今日もライフ様に呼ばれて向かうところです。また癇癪を起こして暴れるか、欲しいものを用意しろと言われるかなんでしょう。
この家の旦那様ハリス様はもうライフ様に期待するのを諦めたみたいです。
ライフ様の3つ上の兄のニール様は頭も賢く魔法能力も高く将来有望なのでこの家の後継は間違い無いでしょう。

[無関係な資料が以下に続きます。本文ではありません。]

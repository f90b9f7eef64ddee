//! Per-column, per-chunk `(min, max, has_nulls)` summaries.
//!
//! Zone maps are a pruning hint: a predicate evaluator may skip a chunk when
//! the summary proves no row in it can match. A summary that fails to prune
//! costs only time; a summary that prunes a matching chunk would be a
//! correctness bug, so every consumer treats "cannot prove" as "keep".

use crate::column::Column;
use crate::stats::range_min_max;
use crate::value::Scalar;

pub const DEFAULT_CHUNK_ROWS: usize = 65_536;

/// Summary of one column over one chunk of rows.
#[derive(Debug, Clone, PartialEq)]
pub struct ChunkSummary {
    pub min: Scalar,
    pub max: Scalar,
    pub has_nulls: bool,
    pub row_start: usize,
    pub row_end: usize,
}

/// Chunk summaries for every column of a store.
#[derive(Debug, Clone)]
pub struct ZoneMaps {
    chunk_rows: usize,
    row_count: usize,
    // indexed by column ordinal, then chunk ordinal
    per_column: Vec<Vec<ChunkSummary>>,
}

impl ZoneMaps {
    /// Build summaries for `columns` with the given chunk size.
    pub fn build(columns: &[Column], row_count: usize, chunk_rows: usize) -> Self {
        assert!(chunk_rows > 0, "zone map chunk size must be positive");

        let num_chunks = chunk_count(row_count, chunk_rows);
        let per_column = columns
            .iter()
            .map(|column| {
                (0..num_chunks)
                    .map(|chunk| {
                        let row_start = chunk * chunk_rows;
                        let row_end = (row_start + chunk_rows).min(row_count);
                        let (min, max, has_nulls) = range_min_max(column, row_start, row_end);
                        ChunkSummary {
                            min,
                            max,
                            has_nulls,
                            row_start,
                            row_end,
                        }
                    })
                    .collect()
            })
            .collect();

        Self {
            chunk_rows,
            row_count,
            per_column,
        }
    }

    pub fn chunk_rows(&self) -> usize {
        self.chunk_rows
    }

    pub fn num_chunks(&self) -> usize {
        chunk_count(self.row_count, self.chunk_rows)
    }

    /// Row bounds `[start, end)` of chunk `chunk`.
    pub fn chunk_bounds(&self, chunk: usize) -> (usize, usize) {
        let start = chunk * self.chunk_rows;
        (start, (start + self.chunk_rows).min(self.row_count))
    }

    /// The summaries of column `column_idx`, one per chunk.
    pub fn column_summaries(&self, column_idx: usize) -> &[ChunkSummary] {
        &self.per_column[column_idx]
    }
}

fn chunk_count(row_count: usize, chunk_rows: usize) -> usize {
    if row_count == 0 {
        0
    } else {
        (row_count + chunk_rows - 1) / chunk_rows
    }
}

さらに努力家のニール様にたいしてライフ様ときたら自分には魔法能力が普通より少し上なだけで自分が1番だと思い、格闘訓練は痛いのは嫌だとサボり、成績は普通だがそれ以上は望まなくそれでも賢いと思い、そんな自分よりもニール様に期待している周りに不満を抱いているみたいです。
「遅いぞ!」
「申し訳ございません、今日はいかがされましたか?」
「うむ、今日からは家の書斎で本を読む。その後、格闘訓練を行うから兵長のバズを呼んでおけ」
「え?あ、はい、しかし兵長のバズ様の顔を2度とみたく無いからとおっしゃっていたのはライフ様では?」
いきなり訳のわからないことをおっしゃったので私は少し混乱しました。書斎で毒を調べてバズ様を殺すつもりでは?
昔の訓練で厳しくされたのを急に思い出したのか?面倒臭いことになるので止めなければ。
「黙れ、お前は言われたことを聞いていればいい」
「しかしバズ様にも任務があるのです。今日急にといいましても…。」
明日になればどうせ急に思い出した事などすぐ忘れるだろうと思い時間を伸ばさせることにしましょう。

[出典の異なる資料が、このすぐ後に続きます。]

//! Schema definition for the frozen columnar store.
//!
//! A [`Schema`] is an ordered collection of named, typed fields. It is built
//! once, validated, and then shared read-only by every component that needs
//! to resolve a column name to an index or check the logical type of a
//! column. Lookups by name are backed by a map built at construction time.
#![deny(rustdoc::broken_intra_doc_links, rustdoc::bare_urls, rust_2018_idioms)]
#![warn(
    missing_debug_implementations,
    clippy::explicit_iter_loop,
    clippy::use_self,
    clippy::clone_on_ref_ptr
)]

use std::fmt::Display;

use hashbrown::HashMap;
use snafu::{ensure, Snafu};

#[derive(Debug, Snafu)]
pub enum Error {
    #[snafu(display("duplicate column name in schema: \"{}\"", name))]
    DuplicateColumnName { name: String },

    #[snafu(display("schema must contain at least one field"))]
    NoFields {},
}

pub type Result<T, E = Error> = std::result::Result<T, E>;

/// Resolution of a timestamp column, as elapsed units since the Unix epoch.
#[derive(Debug, Clone, Copy, PartialEq, Eq, Hash)]
pub enum TimeUnit {
    Second,
    Millisecond,
    Microsecond,
    Nanosecond,
}

impl TimeUnit {
    /// Number of these units in one second.
    pub fn per_second(&self) -> i64 {
        match self {
            Self::Second => 1,
            Self::Millisecond => 1_000,
            Self::Microsecond => 1_000_000,
            Self::Nanosecond => 1_000_000_000,
        }
    }

    /// Convert `value`, expressed in `from` units, into `self` units.
    ///
    /// Conversion to a coarser unit truncates towards negative infinity so
    /// that, e.g., `-1ms` becomes `-1s` rather than `0s`.
    pub fn convert(&self, value: i64, from: Self) -> i64 {
        let (a, b) = (from.per_second(), self.per_second());
        if a == b {
            value
        } else if b > a {
            value.saturating_mul(b / a)
        } else {
            value.div_euclid(a / b)
        }
    }
}

impl Display for TimeUnit {
    fn fmt(&self, f: &mut std::fmt::Formatter<'_>) -> std::fmt::Result {
        match self {
            Self::Second => write!(f, "s"),
            Self::Millisecond => write!(f, "ms"),
            Self::Microsecond => write!(f, "us"),
            Self::Nanosecond => write!(f, "ns"),
        }
    }
}

/// The logical type of a column.
///
/// The physical storage for a logical type lives in the store crate; the
/// schema only describes what a value in the column means.
#[derive(Debug, Clone, Copy, PartialEq, Eq, Hash)]
pub enum LogicalType {
    Int8,
    Int16,
    Int32,
    Int64,
    Float32,
    Float64,
    /// 128-bit fixed-point decimal with the given precision and scale.
    Decimal { precision: u8, scale: u32 },
    Bool,
    /// UTF-8 string stored directly.
    Utf8,
    /// Days since the Unix epoch.
    Date,
    /// Elapsed time since the Unix epoch in the embedded unit.
    Timestamp(TimeUnit),
    /// Low-cardinality UTF-8 string stored as `i32` codes into a dictionary
    /// of distinct values.
    Dictionary,
}

impl LogicalType {
    /// Whether values of this type are strings at the logical level.
    pub fn is_string(&self) -> bool {
        matches!(self, Self::Utf8 | Self::Dictionary)
    }

    /// Whether values of this type can be summed / averaged.
    pub fn is_numeric(&self) -> bool {
        matches!(
            self,
            Self::Int8
                | Self::Int16
                | Self::Int32
                | Self::Int64
                | Self::Float32
                | Self::Float64
                | Self::Decimal { .. }
        )
    }

    /// Whether values of this type have a total order usable for Min/Max
    /// and ORDER BY.
    pub fn is_orderable(&self) -> bool {
        !matches!(self, Self::Bool)
    }
}

impl Display for LogicalType {
    fn fmt(&self, f: &mut std::fmt::Formatter<'_>) -> std::fmt::Result {
        match self {
            Self::Int8 => write!(f, "i8"),
            Self::Int16 => write!(f, "i16"),
            Self::Int32 => write!(f, "i32"),
            Self::Int64 => write!(f, "i64"),
            Self::Float32 => write!(f, "f32"),
            Self::Float64 => write!(f, "f64"),
            Self::Decimal { precision, scale } => write!(f, "decimal({},{})", precision, scale),
            Self::Bool => write!(f, "bool"),
            Self::Utf8 => write!(f, "utf8"),
            Self::Date => write!(f, "date"),
            Self::Timestamp(unit) => write!(f, "timestamp[{}]", unit),
            Self::Dictionary => write!(f, "dictionary[utf8]"),
        }
    }
}

/// A named, typed column in a schema.
#[derive(Debug, Clone, PartialEq, Eq)]
pub struct Field {
    name: String,
    logical_type: LogicalType,
    nullable: bool,
}

impl Field {
    pub fn new(name: impl Into<String>, logical_type: LogicalType, nullable: bool) -> Self {
        Self {
            name: name.into(),
            logical_type,
            nullable,
        }
    }

    pub fn name(&self) -> &str {
        &self.name
    }

    pub fn logical_type(&self) -> LogicalType {
        self.logical_type
    }

    pub fn is_nullable(&self) -> bool {
        self.nullable
    }
}

/// An ordered, immutable set of fields with by-name lookup.
#[derive(Debug, Clone)]
pub struct Schema {
    fields: Vec<Field>,

    // name -> ordinal, built once.
    index: HashMap<String, usize>,
}

impl Schema {
    /// Construct a schema from fields, validating that names are unique and
    /// that there is at least one field.
    pub fn new(fields: Vec<Field>) -> Result<Self> {
        ensure!(!fields.is_empty(), NoFieldsSnafu);

        let mut index = HashMap::with_capacity(fields.len());
        for (i, field) in fields.iter().enumerate() {
            ensure!(
                index.insert(field.name.clone(), i).is_none(),
                DuplicateColumnNameSnafu { name: &field.name }
            );
        }

        Ok(Self { fields, index })
    }

    /// The number of fields in the schema.
    pub fn len(&self) -> usize {
        self.fields.len()
    }

    pub fn is_empty(&self) -> bool {
        self.fields.is_empty()
    }

    /// All fields, in declaration order.
    pub fn fields(&self) -> &[Field] {
        &self.fields
    }

    /// The field at ordinal `idx`.
    pub fn field(&self, idx: usize) -> &Field {
        &self.fields[idx]
    }

    /// Resolve a column name to its ordinal.
    pub fn index_of(&self, name: &str) -> Option<usize> {
        self.index.get(name).copied()
    }

    /// Resolve a column name to its field.
    pub fn field_by_name(&self, name: &str) -> Option<&Field> {
        self.index_of(name).map(|i| &self.fields[i])
    }

    /// Whether the schema contains a column called `name`.
    pub fn contains(&self, name: &str) -> bool {
        self.index.contains_key(name)
    }

    /// Iterator over `(ordinal, field)` pairs.
    pub fn iter(&self) -> impl Iterator<Item = (usize, &Field)> + '_ {
        self.fields.iter().enumerate()
    }
}

impl PartialEq for Schema {
    fn eq(&self, other: &Self) -> bool {
        self.fields == other.fields
    }
}

impl Eq for Schema {}

#[cfg(test)]
mod test {
    use super::*;

    fn test_schema() -> Schema {
        Schema::new(vec![
            Field::new("id", LogicalType::Int32, false),
            Field::new("name", LogicalType::Utf8, true),
            Field::new("ts", LogicalType::Timestamp(TimeUnit::Millisecond), true),
        ])
        .unwrap()
    }

    #[test]
    fn lookup() {
        let schema = test_schema();
        assert_eq!(schema.len(), 3);
        assert_eq!(schema.index_of("name"), Some(1));
        assert_eq!(schema.index_of("nope"), None);
        assert_eq!(schema.field_by_name("id").unwrap().logical_type(), LogicalType::Int32);
        assert!(schema.field(0).name() == "id");
        assert!(!schema.field(0).is_nullable());
        assert!(schema.field(1).is_nullable());
    }

    #[test]
    fn duplicate_names_rejected() {
        let err = Schema::new(vec![
            Field::new("a", LogicalType::Int32, false),
            Field::new("a", LogicalType::Int64, false),
        ])
        .unwrap_err();
        assert!(matches!(err, Error::DuplicateColumnName { name } if name == "a"));
    }

    #[test]
    fn empty_rejected() {
        assert!(matches!(Schema::new(vec![]), Err(Error::NoFields {})));
    }

    #[test]
    fn time_unit_conversion() {
        use TimeUnit::*;
        // finer target multiplies
        assert_eq!(Nanosecond.convert(2, Second), 2_000_000_000);
        assert_eq!(Microsecond.convert(3, Millisecond), 3_000);
        // coarser target truncates towards negative infinity
        assert_eq!(Second.convert(1_999, Millisecond), 1);
        assert_eq!(Second.convert(-1, Millisecond), -1);
        assert_eq!(Second.convert(-1_001, Millisecond), -2);
        // same unit is identity
        assert_eq!(Millisecond.convert(42, Millisecond), 42);
    }

    #[test]
    fn type_predicates() {
        assert!(LogicalType::Int8.is_numeric());
        assert!(LogicalType::Decimal { precision: 38, scale: 2 }.is_numeric());
        assert!(!LogicalType::Utf8.is_numeric());
        assert!(LogicalType::Utf8.is_string());
        assert!(LogicalType::Dictionary.is_string());
        assert!(!LogicalType::Bool.is_orderable());
        assert!(LogicalType::Date.is_orderable());
    }
}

「…。お前が考えることか?バズが考えて私に報告させろ」
「…はい、かしこまりました。」
「うむ、下がれ。」
いつもならバズ様に会いたく無いはずのライフ様が…それに任務があると言えばすぐ納得する頭のはずだが…なにかがおかしいと思いバズ様のところに向かうことにしました。

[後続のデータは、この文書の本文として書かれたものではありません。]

//! Arrow interop: ingest a `RecordBatch` into a store and materialize
//! result rows back out as a `RecordBatch`.
//!
//! Ingest covers the store's own type set; anything else is rejected with
//! `UnsupportedArrowType` rather than silently coerced. Dictionary columns
//! are re-encoded on ingest so code assignment is canonical, and decoded to
//! plain strings on egress.

use std::sync::Arc;

use arrow::array::{
    Array, ArrayRef, BooleanArray, Date32Array, Decimal128Array, DictionaryArray, Float32Array,
    Float64Array, Int16Array, Int32Array, Int64Array, Int8Array, StringArray,
    TimestampMicrosecondArray, TimestampMillisecondArray, TimestampNanosecondArray,
    TimestampSecondArray,
};
use arrow::datatypes::{
    DataType, Field as ArrowField, Int32Type, Schema as ArrowSchema, TimeUnit as ArrowTimeUnit,
};
use arrow::record_batch::RecordBatch;
use rust_decimal::Decimal;
use schema::{LogicalType, TimeUnit};
use snafu::ResultExt;

use crate::value::Scalar;
use crate::{
    ArrowSnafu, Column, DecimalOutOfRangeSnafu, FrozenStore, Result, StoreBuilder,
    UnsupportedArrowTypeSnafu,
};

impl FrozenStore {
    /// Ingest every column of an Arrow record batch and freeze the result.
    pub fn try_from_record_batch(batch: &RecordBatch) -> Result<Self> {
        let schema = batch.schema();
        let mut builder = StoreBuilder::new();
        for (field, array) in schema.fields().iter().zip(batch.columns()) {
            builder = builder.column(field.name(), ingest_column(field.name(), array)?);
        }
        builder.freeze()
    }
}

macro_rules! collect_opts {
    ($arr:expr) => {{
        let arr = $arr;
        (0..arr.len())
            .map(|i| (!arr.is_null(i)).then(|| arr.value(i)))
            .collect::<Vec<_>>()
    }};
}

fn ingest_column(name: &str, array: &ArrayRef) -> Result<Column> {
    let unsupported = || {
        UnsupportedArrowTypeSnafu {
            column: name,
            datatype: array.data_type().to_string(),
        }
        .build()
    };

    let column = match array.data_type() {
        DataType::Int8 => {
            let arr = array.as_any().downcast_ref::<Int8Array>().unwrap();
            Column::from_i8_opts(collect_opts!(arr))
        }
        DataType::Int16 => {
            let arr = array.as_any().downcast_ref::<Int16Array>().unwrap();
            Column::from_i16_opts(collect_opts!(arr))
        }
        DataType::Int32 => {
            let arr = array.as_any().downcast_ref::<Int32Array>().unwrap();
            Column::from_i32_opts(collect_opts!(arr))
        }
        DataType::Int64 => {
            let arr = array.as_any().downcast_ref::<Int64Array>().unwrap();
            Column::from_i64_opts(collect_opts!(arr))
        }
        DataType::Float32 => {
            let arr = array.as_any().downcast_ref::<Float32Array>().unwrap();
            Column::from_f32_opts(collect_opts!(arr))
        }
        DataType::Float64 => {
            let arr = array.as_any().downcast_ref::<Float64Array>().unwrap();
            Column::from_f64_opts(collect_opts!(arr))
        }
        DataType::Boolean => {
            let arr = array.as_any().downcast_ref::<BooleanArray>().unwrap();
            Column::from_bool_opts(collect_opts!(arr))
        }
        DataType::Utf8 => {
            let arr = array.as_any().downcast_ref::<StringArray>().unwrap();
            Column::from_utf8_opts(collect_opts!(arr))
        }
        DataType::Date32 => {
            let arr = array.as_any().downcast_ref::<Date32Array>().unwrap();
            Column::from_date_opts(collect_opts!(arr))
        }
        DataType::Timestamp(unit, _) => {
            let (unit, values) = match unit {
                ArrowTimeUnit::Second => {
                    let arr = array.as_any().downcast_ref::<TimestampSecondArray>().unwrap();
                    (TimeUnit::Second, collect_opts!(arr))
                }
                ArrowTimeUnit::Millisecond => {
                    let arr = array
                        .as_any()
                        .downcast_ref::<TimestampMillisecondArray>()
                        .unwrap();
                    (TimeUnit::Millisecond, collect_opts!(arr))
                }
                ArrowTimeUnit::Microsecond => {
                    let arr = array
                        .as_any()
                        .downcast_ref::<TimestampMicrosecondArray>()
                        .unwrap();
                    (TimeUnit::Microsecond, collect_opts!(arr))
                }
                ArrowTimeUnit::Nanosecond => {
                    let arr = array
                        .as_any()
                        .downcast_ref::<TimestampNanosecondArray>()
                        .unwrap();
                    (TimeUnit::Nanosecond, collect_opts!(arr))
                }
            };
            Column::from_timestamp_opts(unit, values)
        }
        DataType::Decimal128(precision, scale) => {
            if *scale < 0 {
                return Err(unsupported());
            }
            let arr = array.as_any().downcast_ref::<Decimal128Array>().unwrap();
            let mut values = Vec::with_capacity(arr.len());
            for i in 0..arr.len() {
                if arr.is_null(i) {
                    values.push(None);
                } else {
                    let decimal = Decimal::try_from_i128_with_scale(arr.value(i), *scale as u32)
                        .map_err(|_| DecimalOutOfRangeSnafu { column: name }.build())?;
                    values.push(Some(decimal));
                }
            }
            Column::from_decimal_opts(*precision, *scale as u32, values)
        }
        DataType::Dictionary(key, value)
            if **key == DataType::Int32 && **value == DataType::Utf8 =>
        {
            let arr = array
                .as_any()
                .downcast_ref::<DictionaryArray<Int32Type>>()
                .unwrap();
            let dict = arr
                .values()
                .as_any()
                .downcast_ref::<StringArray>()
                .unwrap();
            let keys = arr.keys();
            let values = (0..arr.len())
                .map(|i| (!arr.is_null(i)).then(|| dict.value(keys.value(i) as usize)))
                .collect::<Vec<_>>();
            Column::from_dictionary_opts(values)
        }
        _ => return Err(unsupported()),
    };

    Ok(column)
}

/// Convert a logical type to the Arrow data type used on egress.
/// Dictionary columns egress as plain strings.
pub fn arrow_type(logical_type: LogicalType) -> DataType {
    match logical_type {
        LogicalType::Int8 => DataType::Int8,
        LogicalType::Int16 => DataType::Int16,
        LogicalType::Int32 => DataType::Int32,
        LogicalType::Int64 => DataType::Int64,
        LogicalType::Float32 => DataType::Float32,
        LogicalType::Float64 => DataType::Float64,
        LogicalType::Decimal { precision, scale } => {
            DataType::Decimal128(precision, scale as i8)
        }
        LogicalType::Bool => DataType::Boolean,
        LogicalType::Utf8 | LogicalType::Dictionary => DataType::Utf8,
        LogicalType::Date => DataType::Date32,
        LogicalType::Timestamp(unit) => DataType::Timestamp(arrow_time_unit(unit), None),
    }
}

fn arrow_time_unit(unit: TimeUnit) -> ArrowTimeUnit {
    match unit {
        TimeUnit::Second => ArrowTimeUnit::Second,
        TimeUnit::Millisecond => ArrowTimeUnit::Millisecond,
        TimeUnit::Microsecond => ArrowTimeUnit::Microsecond,
        TimeUnit::Nanosecond => ArrowTimeUnit::Nanosecond,
    }
}

/// Materialize row-major scalars into a `RecordBatch` with the given
/// `(name, logical type)` fields.
pub fn rows_to_record_batch(
    fields: &[(String, LogicalType)],
    rows: &[Vec<Scalar>],
) -> Result<RecordBatch> {
    let arrow_fields = fields
        .iter()
        .map(|(name, lt)| ArrowField::new(name, arrow_type(*lt), true))
        .collect::<Vec<_>>();

    let mut arrays: Vec<ArrayRef> = Vec::with_capacity(fields.len());
    for (idx, (_, lt)) in fields.iter().enumerate() {
        arrays.push(egress_column(*lt, rows, idx)?);
    }

    RecordBatch::try_new(Arc::new(ArrowSchema::new(arrow_fields)), arrays).context(ArrowSnafu)
}

fn egress_column(lt: LogicalType, rows: &[Vec<Scalar>], idx: usize) -> Result<ArrayRef> {
    fn cell(row: &Vec<Scalar>, idx: usize) -> &Scalar {
        &row[idx]
    }
    

    let array: ArrayRef = match lt {
        LogicalType::Int8 => Arc::new(
            rows.iter()
                .map(|r| match cell(r, idx) {
                    Scalar::I8(v) => Some(*v),
                    _ => None,
                })
                .collect::<Int8Array>(),
        ),
        LogicalType::Int16 => Arc::new(
            rows.iter()
                .map(|r| match cell(r, idx) {
                    Scalar::I16(v) => Some(*v),
                    _ => None,
                })
                .collect::<Int16Array>(),
        ),
        LogicalType::Int32 => Arc::new(
            rows.iter()
                .map(|r| match cell(r, idx) {
                    Scalar::I32(v) => Some(*v),
                    _ => None,
                })
                .collect::<Int32Array>(),
        ),
        LogicalType::Int64 => Arc::new(
            rows.iter()
                .map(|r| cell(r, idx).as_i64())
                .collect::<Int64Array>(),
        ),
        LogicalType::Float32 => Arc::new(
            rows.iter()
                .map(|r| match cell(r, idx) {
                    Scalar::F32(v) => Some(*v),
                    _ => None,
                })
                .collect::<Float32Array>(),
        ),
        LogicalType::Float64 => Arc::new(
            rows.iter()
                .map(|r| cell(r, idx).as_f64())
                .collect::<Float64Array>(),
        ),
        LogicalType::Decimal { precision, scale } => {
            let values = rows
                .iter()
                .map(|r| {
                    cell(r, idx).as_decimal().map(|mut d| {
                        d.rescale(scale);
                        d.mantissa()
                    })
                })
                .collect::<Decimal128Array>();
            Arc::new(
                values
                    .with_precision_and_scale(precision, scale as i8)
                    .context(ArrowSnafu)?,
            )
        }
        LogicalType::Bool => Arc::new(
            rows.iter()
                .map(|r| cell(r, idx).as_bool())
                .collect::<BooleanArray>(),
        ),
        LogicalType::Utf8 | LogicalType::Dictionary => Arc::new(
            rows.iter()
                .map(|r| match cell(r, idx) {
                    Scalar::Str(s) => Some(s.as_str()),
                    _ => None,
                })
                .collect::<StringArray>(),
        ),
        LogicalType::Date => Arc::new(
            rows.iter()
                .map(|r| match cell(r, idx) {
                    Scalar::Date(v) => Some(*v),
                    _ => None,
                })
                .collect::<Date32Array>(),
        ),
        LogicalType::Timestamp(unit) => {
            let values = rows.iter().map(|r| match cell(r, idx) {
                Scalar::Timestamp { value, .. } => Some(*value),
                _ => None,
            });
            match unit {
                TimeUnit::Second => Arc::new(values.collect::<TimestampSecondArray>()),
                TimeUnit::Millisecond => Arc::new(values.collect::<TimestampMillisecondArray>()),
                TimeUnit::Microsecond => Arc::new(values.collect::<TimestampMicrosecondArray>()),
                TimeUnit::Nanosecond => Arc::new(values.collect::<TimestampNanosecondArray>()),
            }
        }
    };

    Ok(array)
}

「バズ様、訓練中のところ申し訳ございません、少しお話しをよろしいですか?」
「これはロイド殿どうされました?」
「はい、ライフ様が昼過ぎに訓練をつけてほしいと…」
「…なんだ?あの坊ちゃん俺の事を避けてたのに?笑」
「その前に書斎に行くみたいなので毒でも盛るのかと…」
「ハハハ、あの坊ちゃんらしいな、また根性叩き直してやるか!笑、昼過ぎにここに呼んでくだされ!」
「かしこまりました」
私はライフ様にそれを伝え、執務に戻りました。これに懲りてライフ様が少しでもまともになればいいのですが…。